If you read through the Paradise Center Scandal blog and read the comments, it becomes real clear that this is a story that should be being reported to the people who live in this problem-laden, scandal-ridden zone, by the local Fourth Estate, which is pretty much, FW Weekly.

So, what other Tarrant County Scandals are out there that no one is being told about? Are there Fort Worth School Scandals beyond the ones that have made the news?

When a gas pad goes bonkers in Arlington, making people ill, and that is not considered newsworthy, well, that is scandalous.

2 comments:

MHMR manager said...

While everyone was trying to save a river, Paradise (the disadvantaged nonprofit) , and a city (FW election), Jimmy McDermott and MHMR-TC were busy getting another local politician in their pocket. Check out who all little Jimbo has got in his pocket by using his own 501(c)3 nonprofit called Vision (www.mhmrvision.org).

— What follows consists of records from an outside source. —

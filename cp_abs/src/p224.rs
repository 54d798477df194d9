//! NIST P-224 (secp224r1). Not available among the arkworks curves so defined here the same way
//! those crates define theirs.

use ark_ec::{
    models::CurveConfig,
    short_weierstrass::{self as sw, SWCurveConfig},
};
use ark_ff::{
    fields::{Fp256, MontBackend, MontConfig},
    Field, MontFp,
};

#[derive(MontConfig)]
#[modulus = "26959946667150639794667015087019630673557916260026308143510066298881"]
#[generator = "22"]
pub struct FqConfig;
pub type Fq = Fp256<MontBackend<FqConfig, 4>>;

#[derive(MontConfig)]
#[modulus = "26959946667150639794667015087019625940457807714424391721682722368061"]
#[generator = "2"]
pub struct FrConfig;
pub type Fr = Fp256<MontBackend<FrConfig, 4>>;

pub type Affine = sw::Affine<Config>;
pub type Projective = sw::Projective<Config>;

#[derive(Copy, Clone, Default, PartialEq, Eq)]
pub struct Config;

impl CurveConfig for Config {
    type BaseField = Fq;
    type ScalarField = Fr;

    /// COFACTOR = 1
    const COFACTOR: &'static [u64] = &[0x1];

    /// COFACTOR_INV = COFACTOR^{-1} mod r = 1
    #[rustfmt::skip]
    const COFACTOR_INV: Fr = Fr::ONE;
}

impl SWCurveConfig for Config {
    /// COEFF_A = -3
    const COEFF_A: Fq =
        MontFp!("26959946667150639794667015087019630673557916260026308143510066298878");

    /// COEFF_B = 18958286285566608000408668544493926415504680968679321075787234672564
    const COEFF_B: Fq =
        MontFp!("18958286285566608000408668544493926415504680968679321075787234672564");

    /// GENERATOR = (G_GENERATOR_X, G_GENERATOR_Y)
    const GENERATOR: Affine = Affine::new_unchecked(G_GENERATOR_X, G_GENERATOR_Y);
}

/// G_GENERATOR_X =
/// 19277929113566293071110308034699488026831934219452440156649784352033
pub const G_GENERATOR_X: Fq =
    MontFp!("19277929113566293071110308034699488026831934219452440156649784352033");

/// G_GENERATOR_Y =
/// 19926808758034470970197974370888749184205991990603949537637343198772
pub const G_GENERATOR_Y: Fq =
    MontFp!("19926808758034470970197974370888749184205991990603949537637343198772");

So many visionary leaders in one little county...their heads dancing with visions of how to exploit the public trust for private gain. I forgot that we're pretty much in Boss Hogg and JR Ewing territory.

Anonymous said...

I think FW is the biggest "little town" in the country. Y'know, in little towns, where a few families are the elite, run everything, their kids win everything at school, the dad owns everything, the mom is the volunteer of everything. And the only people who really have any chance of "winning" in a small town are WHITE (yep, I played the race card!), BACKED BY MONEY (theirs or special interest business), GIVEN POWER BY PEOPLE (because "that is how it's always been", a common problem in small towns), and ARE NOT HELD TO THE SAME STANDARDS AS THE REST OF THE COMMUNITY. I though that moving from Houston to FW would not be such an adjustment, with Dallas just down the road. Was I ever wrong! Houston is metropolitan, with different culturess, races, and socioeconomic groups, co-existing and making the city a better place. I hate this little town of FW, with over a half a million people and only about 1% or so of them voting to elect decision makers. That is how people GIVE POWER to the same old people and DO NOT HOLD THE LEADERS TO THE SAME STANDARDS AS THE REST OF THE COMMUNITY.